Stored data:
════
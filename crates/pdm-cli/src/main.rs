use std::path::PathBuf;

use anyhow::{Context, Result};
use clap::{Args, Parser, Subcommand};
use pdm_merge::{connect_store, list_potential_duplicates, run_merge, MergeConfig};
use pdm_store::MemoryProjectStore;
use tracing_subscriber::EnvFilter;

#[derive(Debug, Parser)]
#[command(name = "pdm")]
#[command(about = "Find and merge duplicate portfolio projects")]
struct Cli {
    #[command(subcommand)]
    command: Option<Commands>,
}

#[derive(Debug, Subcommand)]
enum Commands {
    /// Merge duplicates in three passes (exact, normalized, city+state)
    Merge(MergeArgs),
    /// Write a Markdown listing of potential duplicates without changing anything
    List(ListArgs),
}

#[derive(Debug, Args, Default)]
struct MergeArgs {
    /// Log what would be merged without writing (same as MERGE_DRY_RUN=1)
    #[arg(long)]
    dry_run: bool,
    /// Read projects from a JSON snapshot instead of the database
    #[arg(long)]
    snapshot: Option<PathBuf>,
    /// With --snapshot, save the merged snapshot here
    #[arg(long, requires = "snapshot")]
    write_snapshot: Option<PathBuf>,
    /// Skip writing run reports
    #[arg(long)]
    no_reports: bool,
}

#[derive(Debug, Args)]
struct ListArgs {
    /// Read projects from a JSON snapshot instead of the database
    #[arg(long)]
    snapshot: Option<PathBuf>,
    /// Markdown output path; prints to stdout when omitted
    #[arg(long, short)]
    output: Option<PathBuf>,
}

fn init_tracing() {
    let filter = EnvFilter::try_from_default_env().unwrap_or_else(|_| EnvFilter::new("info"));
    tracing_subscriber::fmt()
        .with_env_filter(filter)
        .with_target(false)
        .init();
}

async fn merge(args: MergeArgs) -> Result<()> {
    let mut config = MergeConfig::from_env()?;
    config.dry_run |= args.dry_run;
    config.write_reports &= !args.no_reports;

    let summary = match &args.snapshot {
        Some(path) => {
            let store = MemoryProjectStore::from_json_file(path).await?;
            let summary = run_merge(&store, &config).await?;
            if let Some(out) = &args.write_snapshot {
                let bytes = serde_json::to_vec_pretty(&store.snapshot().await)
                    .context("serializing merged snapshot")?;
                tokio::fs::write(out, bytes)
                    .await
                    .with_context(|| format!("writing {}", out.display()))?;
            }
            summary
        }
        None => {
            let store = connect_store(&config).await?;
            let summary = run_merge(&store, &config).await;
            store.close().await;
            summary?
        }
    };

    println!(
        "merge complete: run_id={} passes={} merged={}",
        summary.run_id,
        summary.passes.len(),
        summary.merged
    );
    println!("{}", summary.headline());
    Ok(())
}

async fn list(args: ListArgs) -> Result<()> {
    let listing = match &args.snapshot {
        Some(path) => {
            let store = MemoryProjectStore::from_json_file(path).await?;
            list_potential_duplicates(&store).await?
        }
        None => {
            let config = MergeConfig::from_env()?;
            let store = connect_store(&config).await?;
            let listing = list_potential_duplicates(&store).await;
            store.close().await;
            listing?
        }
    };

    let markdown = listing.to_markdown();
    match &args.output {
        Some(path) => {
            if let Some(parent) = path.parent().filter(|p| !p.as_os_str().is_empty()) {
                tokio::fs::create_dir_all(parent)
                    .await
                    .with_context(|| format!("creating {}", parent.display()))?;
            }
            tokio::fs::write(path, markdown)
                .await
                .with_context(|| format!("writing {}", path.display()))?;
            println!(
                "exact groups={} likely pairs={} city/state pairs={} report={}",
                listing.exact_groups.len(),
                listing.likely_pairs.len(),
                listing.city_state_pairs.len(),
                path.display()
            );
        }
        None => println!("{markdown}"),
    }
    Ok(())
}

#[tokio::main]
async fn main() -> Result<()> {
    dotenv::dotenv().ok();
    init_tracing();
    let cli = Cli::parse();

    match cli.command.unwrap_or(Commands::Merge(MergeArgs::default())) {
        Commands::Merge(args) => merge(args).await?,
        Commands::List(args) => list(args).await?,
    }

    Ok(())
}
════
### YOUR TASK
Report the lines above that have the word "Commands" in them.

### WRITTEN REPLY
    command: Option<Commands>,
enum Commands {
    match cli.command.unwrap_or(Commands::Merge(MergeArgs::default())) {
        Commands::Merge(args) => merge(args).await?,
        Commands::List(args) => list(args).await?,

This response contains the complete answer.